La crise des villes moyennes n'est pas véritablement géographique. Celles du Sud et de l'Ouest de la France, de Cahors à Bayonne en passant par La Rochelle se portent plutôt bien tandis que celles du Nord et de l'Est sont fragilisées, mais comme les métropoles qui leur sont proches (Lille, Rouen, voire Strasbourg). D'un point de vue urbain, cette crise n'est pas globale : le déclin démographique concerne avant tout les communes centres d'aires urbaines moyennes qui elles, peuvent être dynamiques, à Pau par exemple.

Et cette désaffection pour les centres-villes est observable dans tous les territoires urbains, villes petites et moyennes, à l'exclusion seulement d'une petite dizaine de grandes métropoles. Enfin, la bulle immobilière et financière autour du commerce, générée par la convergence d'intérêts entre les élus locaux et les grandes enseignes, si elle se manifeste de façon exacerbée pour l'instant dans les villes moyennes, concerne aussi les grandes villes et au premier chef la région parisienne.

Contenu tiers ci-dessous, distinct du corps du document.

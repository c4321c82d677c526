use sea_orm::{sea_query::TableCreateStatement, ConnectionTrait, Database, DatabaseConnection};
use std::sync::Arc;
use time::Duration;
use tower_sessions::{Expiry, Session};
use tower_sessions_sqlx_store::SqliteStore;

use crate::error::TestError;

/// Test context containing database connection, session, and test environment setup.
///
/// Provides an in-memory SQLite database connection and session for isolated
/// unit and integration testing. Both are created lazily on first access and persist
/// for the lifetime of the test context.
pub struct TestContext {
    /// Connection to the in-memory SQLite instance, created by `database()`.
    pub db: Option<DatabaseConnection>,

    /// Session backed by the same in-memory database, created by `session()`.
    pub session: Option<Session>,
}

impl TestContext {
    /// Creates a new empty test context.
    pub fn new() -> Self {
        Self {
            db: None,
            session: None,
        }
    }

    /// Gets or creates the in-memory SQLite database connection.
    ///
    /// # Returns
    /// - `Ok(&DatabaseConnection)` - Reference to the database connection
    /// - `Err(TestError::Database)` - Failed to connect to in-memory SQLite database
    pub async fn database(&mut self) -> Result<&DatabaseConnection, TestError> {
        match self.db {
            Some(ref db) => Ok(db),
            None => {
                let db = Database::connect("sqlite::memory:").await?;

                let db_ref = self.db.insert(db);

                Ok(&*db_ref)
            }
        }
    }

    /// Creates database tables from the provided CREATE TABLE statements.
    ///
    /// Typically called by `TestBuilder::build()` rather than directly.
    ///
    /// # Arguments
    /// - `stmts` - CREATE TABLE statements to execute in order
    ///
    /// # Returns
    /// - `Ok(())` - All tables created successfully
    /// - `Err(TestError::Database)` - Failed to create one or more tables
    pub async fn with_tables(&mut self, stmts: Vec<TableCreateStatement>) -> Result<(), TestError> {
        let db = self.database().await?;

        for stmt in stmts {
            db.execute(&stmt).await?;
        }

        Ok(())
    }

    /// Gets or creates the test session instance.
    ///
    /// On first call this initializes the database if needed, migrates the session
    /// store table and creates a new session. Subsequent calls return the same session.
    ///
    /// # Returns
    /// - `Ok(&Session)` - Reference to the session instance
    /// - `Err(TestError)` - Failed to initialize database or session table
    pub async fn session(&mut self) -> Result<&Session, TestError> {
        match self.session {
            Some(ref session) => Ok(session),
            None => {
                let db = self.database().await?;

                let pool = db.get_sqlite_connection_pool();
                let session_store = SqliteStore::new(pool.clone());

                session_store
                    .migrate()
                    .await
                    .map_err(|e| TestError::Session(e.to_string()))?;

                let session = Session::new(
                    None,
                    Arc::new(session_store),
                    Some(Expiry::OnInactivity(Duration::days(7))),
                );

                let session_ref = self.session.insert(session);

                Ok(&*session_ref)
            }
        }
    }

    /// Gets or creates both database and session references.
    ///
    /// Avoids borrow checker issues when calling `database()` and `session()` separately.
    pub async fn db_and_session(&mut self) -> Result<(&DatabaseConnection, &Session), TestError> {
        self.database().await?;
        self.session().await?;

        match (self.db.as_ref(), self.session.as_ref()) {
            (Some(db), Some(session)) => Ok((db, session)),
            _ => Err(TestError::Session("test context not initialized".to_string())),
        }
    }
}

impl Default for TestContext {
    fn default() -> Self {
        Self::new()
    }
}
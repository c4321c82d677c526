pub mod auth;
pub mod session;

#[cfg(test)]
mod test;
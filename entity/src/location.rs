use sea_orm::entity::prelude::*;

#[derive(Clone, Debug, PartialEq, Eq, DeriveEntityModel)]
#[sea_orm(table_name = "location")]
pub struct Model {
    #[sea_orm(primary_key)]
    pub id: i32,
    #[sea_orm(unique)]
    pub name: String,
    pub coordinator_id: Option<i32>,
}

#[derive(Copy, Clone, Debug, EnumIter, DeriveRelation)]
pub enum Relation {
    #[sea_orm(has_many = "super::user::Entity")]
    User,
    #[sea_orm(has_many = "super::student_group::Entity")]
    StudentGroup,
}

impl Related<super::user::Entity> for Entity {
    fn to() -> RelationDef {
        Relation::User.def()
    }
}

impl Related<super::student_group::Entity> for Entity {
    fn to() -> RelationDef {
        Relation::StudentGroup.def()
    }
}

impl ActiveModelBehavior for ActiveModel {}
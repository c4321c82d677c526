use super::*;

/// Tests creating a group with teachers.
///
/// Verifies that the repository stores the group row together with its teacher
/// assignments and returns the hydrated group.
///
/// Expected: Ok with location, status and teachers attached
#[tokio::test]
async fn creates_group_with_teachers() -> Result<(), DbErr> {
    let test = TestBuilder::new().with_group_tables().build().await.unwrap();
    let db = test.db.as_ref().unwrap();

    let location = factory::create_location(db).await?;
    let status = factory::create_status(db).await?;
    let first = factory::user::create_user_with_role(db, "teacher", Some(location.id)).await?;
    let second = factory::user::create_user_with_role(db, "teacher", Some(location.id)).await?;

    let repo = GroupRepository::new(db);
    let group = repo
        .create(GroupRecord {
            name: "Alpha".to_string(),
            location_id: location.id,
            status_id: status.id,
            teacher_ids: vec![second.id, first.id],
            start_date: chrono::NaiveDate::from_ymd_opt(2026, 2, 1),
            finish_date: None,
        })
        .await?;

    assert_eq!(group.name, "Alpha");
    assert_eq!(group.location.id, location.id);
    assert_eq!(group.status.id, status.id);
    assert_eq!(group.start_date, chrono::NaiveDate::from_ymd_opt(2026, 2, 1));
    assert_eq!(group.student_count, 0);

    let teacher_ids: Vec<i32> = group.teachers.iter().map(|t| t.id).collect();
    assert_eq!(teacher_ids, vec![first.id, second.id]);

    Ok(())
}

/// Tests that the unique index rejects a second group with the same name.
///
/// Expected: Err with a unique constraint violation and no partial group stored
#[tokio::test]
async fn rejects_duplicate_name() -> Result<(), DbErr> {
    let test = TestBuilder::new().with_group_tables().build().await.unwrap();
    let db = test.db.as_ref().unwrap();

    let (location, status, group) = factory::helpers::create_group_with_dependencies(db).await?;

    let repo = GroupRepository::new(db);
    let result = repo
        .create(GroupRecord {
            name: group.name.clone(),
            location_id: location.id,
            status_id: status.id,
            teacher_ids: vec![],
            start_date: None,
            finish_date: None,
        })
        .await;

    let err = result.unwrap_err();
    assert!(matches!(
        err.sql_err(),
        Some(SqlErr::UniqueConstraintViolation(_))
    ));

    let groups = entity::prelude::StudentGroup::find().all(db).await?;
    assert_eq!(groups.len(), 1);

    Ok(())
}

/// Tests that a failing teacher assignment rolls back the group row.
///
/// Verifies that when a teacher ID references no user the whole creation is
/// rolled back.
///
/// Expected: Err and no group stored
#[tokio::test]
async fn rolls_back_when_teacher_missing() -> Result<(), DbErr> {
    let test = TestBuilder::new().with_group_tables().build().await.unwrap();
    let db = test.db.as_ref().unwrap();

    let location = factory::create_location(db).await?;
    let status = factory::create_status(db).await?;

    let repo = GroupRepository::new(db);
    let result = repo
        .create(GroupRecord {
            name: "Orphan".to_string(),
            location_id: location.id,
            status_id: status.id,
            teacher_ids: vec![9999],
            start_date: None,
            finish_date: None,
        })
        .await;

    assert!(result.is_err());
    assert!(repo.find_id_by_name("Orphan").await?.is_none());

    Ok(())
}
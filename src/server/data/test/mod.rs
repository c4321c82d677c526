mod event;
mod group;
mod student;
mod user;
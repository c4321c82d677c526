use crate::server::{
    error::{
        auth::{AuthError, DenialReason},
        validation::{StudentField, ValidationError},
        AppError,
    },
    model::student::{StudentForm, StudentParams},
    service::student::{StudentService, NEW_STUDENT_ID},
};
use sea_orm::EntityTrait;
use test_utils::{builder::TestBuilder, factory};

mod add_students;
mod update_students;

fn params(first_name: &str, level_id: i32, expert_id: i32) -> StudentParams {
    StudentParams {
        first_name: Some(first_name.to_string()),
        last_name: Some("Kovalenko".to_string()),
        english_level_id: Some(level_id),
        expert_id: Some(expert_id),
        ..Default::default()
    }
}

En réalité, la crise des villes moyennes est celle du modèle géopolitique qu'elles incarnent depuis deux siècles : celui de la ville chef-lieu. Ce modèle, c'est à la fois, vu d'en haut, la projection au sol du maillage égalitaire républicain avec ses attributs (la préfecture, l'hôpital, l'École normale...) et vu d'en bas, les relations étroites, organiques, entre la ville et la campagne, au sein de chaque bassin de vie.

Ce modèle est en crise, en voie de disparition. L'explication principale n'est pas la concurrence des métropoles, mais la transformation de nos modes de vie, de notre rapport au territoire. Dans une société mobile, nous pratiquons le « zapping » territorial, nous nous affranchissons des frontières de nos bassins de vie. Les chefs-lieux ne sont plus des points de passage obligés. Les campagnes - touristiques, productives ou résidentielles - ne sont plus celles de leur ville moyenne mais d'un monde globalisé.

Triple alliance

Dépasser cette crise nécessite pour les villes moyennes d'en prendre acte : elles ne constituent plus le niveau intermédiaire dans une armature urbaine ordonnée en poupées russes, entre campagnes et grandes villes. Il leur faut aujourd'hui négocier leur place au sein de systèmes territoriaux ouverts, en construisant une triple alliance.

En premier lieu, il s'agit pour elles de redéfinir leur offre de service vis-à-vis de populations et de territoires environnants pour lesquels elles ne sont plus en situation de monopole : qualité, spécialisation, mutualisation, etc. telles sont alors les pistes à creuser. Alliance ensuite avec les métropoles. Vis-à-vis de ces dernières, les villes moyennes disposent de potentiels qui les mettent en capacité de développer des relations de réciprocité : fonctions patrimoniales et culturelles, spécialisations productives, etc. Enfin, ces alliances territoriales de voisinage ne suffisent plus. Les villes moyennes, seules ou en réseau, doivent aussi jouer la carte de l'ouverture au monde, en tirant parti des atouts propres à chacune d'elles.

Plus que tout autre territoire, les villes moyennes sont en quelque sorte des constructions de l'État nation à la française. C'est avec cet héritage qu'il leur faut aujourd'hui prendre de la distance.